» **PROBLEM DESCRIPTION**: Using the data below, repeat all of it precisely.

**** SOURCE MATERIAL

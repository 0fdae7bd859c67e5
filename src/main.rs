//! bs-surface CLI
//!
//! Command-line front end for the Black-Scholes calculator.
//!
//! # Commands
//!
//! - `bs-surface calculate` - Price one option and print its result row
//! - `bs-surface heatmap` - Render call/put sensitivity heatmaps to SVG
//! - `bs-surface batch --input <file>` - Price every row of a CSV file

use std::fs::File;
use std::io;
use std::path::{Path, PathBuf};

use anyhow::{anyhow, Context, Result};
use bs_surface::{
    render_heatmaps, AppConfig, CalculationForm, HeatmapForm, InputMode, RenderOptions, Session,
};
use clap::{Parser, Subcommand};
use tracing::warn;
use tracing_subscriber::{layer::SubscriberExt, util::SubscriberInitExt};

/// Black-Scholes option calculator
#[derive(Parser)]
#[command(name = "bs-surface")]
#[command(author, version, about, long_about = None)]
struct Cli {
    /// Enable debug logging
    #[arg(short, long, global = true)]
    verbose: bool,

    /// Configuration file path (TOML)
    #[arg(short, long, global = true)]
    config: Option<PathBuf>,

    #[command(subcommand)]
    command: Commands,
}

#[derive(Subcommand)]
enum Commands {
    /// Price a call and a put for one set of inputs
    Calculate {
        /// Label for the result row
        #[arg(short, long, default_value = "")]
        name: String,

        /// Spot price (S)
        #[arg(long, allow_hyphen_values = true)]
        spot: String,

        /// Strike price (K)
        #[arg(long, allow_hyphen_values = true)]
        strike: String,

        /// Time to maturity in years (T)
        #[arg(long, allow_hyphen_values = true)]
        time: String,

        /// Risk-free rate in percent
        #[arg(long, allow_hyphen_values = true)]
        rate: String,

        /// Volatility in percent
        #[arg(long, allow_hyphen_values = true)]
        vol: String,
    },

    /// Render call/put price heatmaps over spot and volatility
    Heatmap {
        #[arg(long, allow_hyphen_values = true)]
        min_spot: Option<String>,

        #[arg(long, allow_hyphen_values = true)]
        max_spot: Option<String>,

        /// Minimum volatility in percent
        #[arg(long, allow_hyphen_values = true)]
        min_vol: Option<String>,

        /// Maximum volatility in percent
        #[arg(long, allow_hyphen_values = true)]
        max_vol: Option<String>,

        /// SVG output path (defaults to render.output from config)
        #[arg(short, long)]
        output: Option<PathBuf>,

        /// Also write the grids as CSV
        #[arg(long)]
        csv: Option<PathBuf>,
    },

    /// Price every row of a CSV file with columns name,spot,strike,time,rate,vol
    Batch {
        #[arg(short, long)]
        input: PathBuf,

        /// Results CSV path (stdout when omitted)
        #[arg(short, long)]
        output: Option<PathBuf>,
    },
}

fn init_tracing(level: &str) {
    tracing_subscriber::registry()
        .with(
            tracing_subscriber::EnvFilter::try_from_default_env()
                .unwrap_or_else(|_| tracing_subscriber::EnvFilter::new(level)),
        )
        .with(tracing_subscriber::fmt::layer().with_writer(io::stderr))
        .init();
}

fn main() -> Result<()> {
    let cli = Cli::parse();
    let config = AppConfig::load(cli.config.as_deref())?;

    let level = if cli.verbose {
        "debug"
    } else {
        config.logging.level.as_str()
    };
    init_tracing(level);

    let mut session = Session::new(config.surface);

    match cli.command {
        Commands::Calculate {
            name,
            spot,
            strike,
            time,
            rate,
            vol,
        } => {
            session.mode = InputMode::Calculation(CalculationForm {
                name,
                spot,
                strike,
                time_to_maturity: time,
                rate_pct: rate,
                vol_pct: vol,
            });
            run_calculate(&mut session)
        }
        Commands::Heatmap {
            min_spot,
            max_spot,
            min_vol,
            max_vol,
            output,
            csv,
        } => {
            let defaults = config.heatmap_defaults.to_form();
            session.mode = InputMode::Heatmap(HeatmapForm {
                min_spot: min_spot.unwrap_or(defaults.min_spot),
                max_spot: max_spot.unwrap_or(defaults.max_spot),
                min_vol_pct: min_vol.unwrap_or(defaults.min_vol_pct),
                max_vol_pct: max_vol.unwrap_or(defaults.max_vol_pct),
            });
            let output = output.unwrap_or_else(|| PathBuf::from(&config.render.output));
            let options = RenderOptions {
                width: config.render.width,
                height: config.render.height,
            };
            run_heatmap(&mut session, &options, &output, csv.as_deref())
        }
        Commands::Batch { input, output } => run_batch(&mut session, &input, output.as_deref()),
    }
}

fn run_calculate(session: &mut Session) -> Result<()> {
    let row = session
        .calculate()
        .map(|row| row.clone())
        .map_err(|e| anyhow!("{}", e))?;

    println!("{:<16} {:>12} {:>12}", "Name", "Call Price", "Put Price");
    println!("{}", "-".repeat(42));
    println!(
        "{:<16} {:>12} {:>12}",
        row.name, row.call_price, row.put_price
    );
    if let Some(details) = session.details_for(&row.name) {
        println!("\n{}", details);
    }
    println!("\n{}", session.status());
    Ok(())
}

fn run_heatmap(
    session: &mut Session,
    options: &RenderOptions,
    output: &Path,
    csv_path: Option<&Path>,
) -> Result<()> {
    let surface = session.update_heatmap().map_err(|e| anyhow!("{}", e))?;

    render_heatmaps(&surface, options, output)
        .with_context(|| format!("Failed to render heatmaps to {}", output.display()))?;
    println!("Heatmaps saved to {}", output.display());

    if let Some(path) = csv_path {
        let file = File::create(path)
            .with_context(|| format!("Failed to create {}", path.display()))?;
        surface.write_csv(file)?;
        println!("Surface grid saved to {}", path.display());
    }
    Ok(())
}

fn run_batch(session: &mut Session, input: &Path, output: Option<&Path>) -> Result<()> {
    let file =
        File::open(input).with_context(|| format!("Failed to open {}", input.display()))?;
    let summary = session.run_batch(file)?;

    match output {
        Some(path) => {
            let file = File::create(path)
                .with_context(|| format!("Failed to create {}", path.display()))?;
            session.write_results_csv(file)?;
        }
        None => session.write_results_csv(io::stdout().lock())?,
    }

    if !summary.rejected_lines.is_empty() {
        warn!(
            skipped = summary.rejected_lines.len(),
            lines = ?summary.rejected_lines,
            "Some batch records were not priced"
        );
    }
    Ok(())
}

********

» **RESPONSE AREA**:
repository 0fdae7bd859c67e5
filename src/main.rs
//! bs-surface CLI
//!
//! Command-line front end for the Black-Scholes calculator.
//!
//! # Commands
//!
//! - `bs-surface calculate` - Price one option and print its result row
//! - `bs-surface heatmap` - Render call/put sensitivity heatmaps to SVG
//! - `bs-surface batch --input <file>` - Price every row of a CSV file

use std::fs::File;
use std::io;
use std::path::{Path, PathBuf};

use anyhow::{anyhow, Context, Result};
use bs_surface::{
    render_heatmaps, AppConfig, CalculationForm, HeatmapForm, InputMode, RenderOptions, Session,
};
use clap::{Parser, Subcommand};
use tracing::warn;
use tracing_subscriber::{layer::SubscriberExt, util::SubscriberInitExt};

/// Black-Scholes option calculator
#[derive(Parser)]
#[command(name = "bs-surface")]
#[command(author, version, about, long_about = None)]
struct Cli {
    /// Enable debug logging
    #[arg(short, long, global = true)]
    verbose: bool,

    /// Configuration file path (TOML)
    #[arg(short, long, global = true)]
    config: Option<PathBuf>,

    #[command(subcommand)]
    command: Commands,
}

#[derive(Subcommand)]
enum Commands {
    /// Price a call and a put for one set of inputs
    Calculate {
        /// Label for the result row
        #[arg(short, long, default_value = "")]
        name: String,

        /// Spot price (S)
        #[arg(long, allow_hyphen_values = true)]
        spot: String,

        /// Strike price (K)
        #[arg(long, allow_hyphen_values = true)]
        strike: String,

        /// Time to maturity in years (T)
        #[arg(long, allow_hyphen_values = true)]
        time: String,

        /// Risk-free rate in percent
        #[arg(long, allow_hyphen_values = true)]
        rate: String,

        /// Volatility in percent
        #[arg(long, allow_hyphen_values = true)]
        vol: String,
    },

    /// Render call/put price heatmaps over spot and volatility
    Heatmap {
        #[arg(long, allow_hyphen_values = true)]
        min_spot: Option<String>,

        #[arg(long, allow_hyphen_values = true)]
        max_spot: Option<String>,

        /// Minimum volatility in percent
        #[arg(long, allow_hyphen_values = true)]
        min_vol: Option<String>,

        /// Maximum volatility in percent
        #[arg(long, allow_hyphen_values = true)]
        max_vol: Option<String>,

        /// SVG output path (defaults to render.output from config)
        #[arg(short, long)]
        output: Option<PathBuf>,

        /// Also write the grids as CSV
        #[arg(long)]
        csv: Option<PathBuf>,
    },

    /// Price every row of a CSV file with columns name,spot,strike,time,rate,vol
    Batch {
        #[arg(short, long)]
        input: PathBuf,

        /// Results CSV path (stdout when omitted)
        #[arg(short, long)]
        output: Option<PathBuf>,
    },
}

fn init_tracing(level: &str) {
    tracing_subscriber::registry()
        .with(
            tracing_subscriber::EnvFilter::try_from_default_env()
                .unwrap_or_else(|_| tracing_subscriber::EnvFilter::new(level)),
        )
        .with(tracing_subscriber::fmt::layer().with_writer(io::stderr))
        .init();
}

fn main() -> Result<()> {
    let cli = Cli::parse();
    let config = AppConfig::load(cli.config.as_deref())?;

    let level = if cli.verbose {
        "debug"
    } else {
        config.logging.level.as_str()
    };
    init_tracing(level);

    let mut session = Session::new(config.surface);

    match cli.command {
        Commands::Calculate {
            name,
            spot,
            strike,
            time,
            rate,
            vol,
        } => {
            session.mode = InputMode::Calculation(CalculationForm {
                name,
                spot,
                strike,
                time_to_maturity: time,
                rate_pct: rate,
                vol_pct: vol,
            });
            run_calculate(&mut session)
        }
        Commands::Heatmap {
            min_spot,
            max_spot,
            min_vol,
            max_vol,
            output,
            csv,
        } => {
            let defaults = config.heatmap_defaults.to_form();
            session.mode = InputMode::Heatmap(HeatmapForm {
                min_spot: min_spot.unwrap_or(defaults.min_spot),
                max_spot: max_spot.unwrap_or(defaults.max_spot),
                min_vol_pct: min_vol.unwrap_or(defaults.min_vol_pct),
                max_vol_pct: max_vol.unwrap_or(defaults.max_vol_pct),
            });
            let output = output.unwrap_or_else(|| PathBuf::from(&config.render.output));
            let options = RenderOptions {
                width: config.render.width,
                height: config.render.height,
            };
            run_heatmap(&mut session, &options, &output, csv.as_deref())
        }
        Commands::Batch { input, output } => run_batch(&mut session, &input, output.as_deref()),
    }
}

fn run_calculate(session: &mut Session) -> Result<()> {
    let row = session
        .calculate()
        .map(|row| row.clone())
        .map_err(|e| anyhow!("{}", e))?;

    println!("{:<16} {:>12} {:>12}", "Name", "Call Price", "Put Price");
    println!("{}", "-".repeat(42));
    println!(
        "{:<16} {:>12} {:>12}",
        row.name, row.call_price, row.put_price
    );
    if let Some(details) = session.details_for(&row.name) {
        println!("\n{}", details);
    }
    println!("\n{}", session.status());
    Ok(())
}

fn run_heatmap(
    session: &mut Session,
    options: &RenderOptions,
    output: &Path,
    csv_path: Option<&Path>,
) -> Result<()> {
    let surface = session.update_heatmap().map_err(|e| anyhow!("{}", e))?;

    render_heatmaps(&surface, options, output)
        .with_context(|| format!("Failed to render heatmaps to {}", output.display()))?;
    println!("Heatmaps saved to {}", output.display());

    if let Some(path) = csv_path {
        let file = File::create(path)
            .with_context(|| format!("Failed to create {}", path.display()))?;
        surface.write_csv(file)?;
        println!("Surface grid saved to {}", path.display());
    }
    Ok(())
}

fn run_batch(session: &mut Session, input: &Path, output: Option<&Path>) -> Result<()> {
    let file =
        File::open(input).with_context(|| format!("Failed to open {}", input.display()))?;
    let summary = session.run_batch(file)?;

    match output {
        Some(path) => {
            let file = File::create(path)
                .with_context(|| format!("Failed to create {}", path.display()))?;
            session.write_results_csv(file)?;
        }
        None => session.write_results_csv(io::stdout().lock())?,
    }

    if !summary.rejected_lines.is_empty() {
        warn!(
            skipped = summary.rejected_lines.len(),
            lines = ?summary.rejected_lines,
            "Some batch records were not priced"
        );
    }
    Ok(())
}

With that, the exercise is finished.